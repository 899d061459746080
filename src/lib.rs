//! LBVH path tracer on `wgpu` compute.
//!
//! After each `set_scene` the next frame reduces the scene bounds, encodes Morton codes,
//! radix sorts them, builds a Karras radix tree and refits its boxes. Every frame then path
//! traces the image progressively against that tree. [`cpu`] runs the same passes on the
//! rayon thread pool.

pub mod buffers;
pub mod bvh;
pub mod compute;
pub mod config;
pub mod context;
pub mod cpu;
pub mod debug;
pub mod display;
pub mod error;
pub mod gltf_loader;
pub mod input;
pub mod reduce;
pub mod renderer;
pub mod scene;
pub mod sort;
pub mod tracer;

pub use config::RenderConfig;
pub use context::GpuContext;
pub use cpu::{CpuBvh, CpuRenderer};
pub use debug::{BvhLines, DebugStats};
pub use error::{RenderError, Result};
pub use gltf_loader::load_gltf;
pub use renderer::Renderer;
pub use scene::{Scene, SceneBuilder};

pub use pathtracer_shared;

= = = = = = =

• [Problem details]
Could you print the lines of the records above from the one containing "pub mod cpu;" through the last, exactly and with no additions?

• [Task answer]
pub mod cpu;
pub mod debug;
pub mod display;
pub mod error;
pub mod gltf_loader;
pub mod input;
pub mod reduce;
pub mod renderer;
pub mod scene;
pub mod sort;
pub mod tracer;

pub use config::RenderConfig;
pub use context::GpuContext;
pub use cpu::{CpuBvh, CpuRenderer};
pub use debug::{BvhLines, DebugStats};
pub use error::{RenderError, Result};
pub use gltf_loader::load_gltf;
pub use renderer::Renderer;
pub use scene::{Scene, SceneBuilder};

pub use pathtracer_shared;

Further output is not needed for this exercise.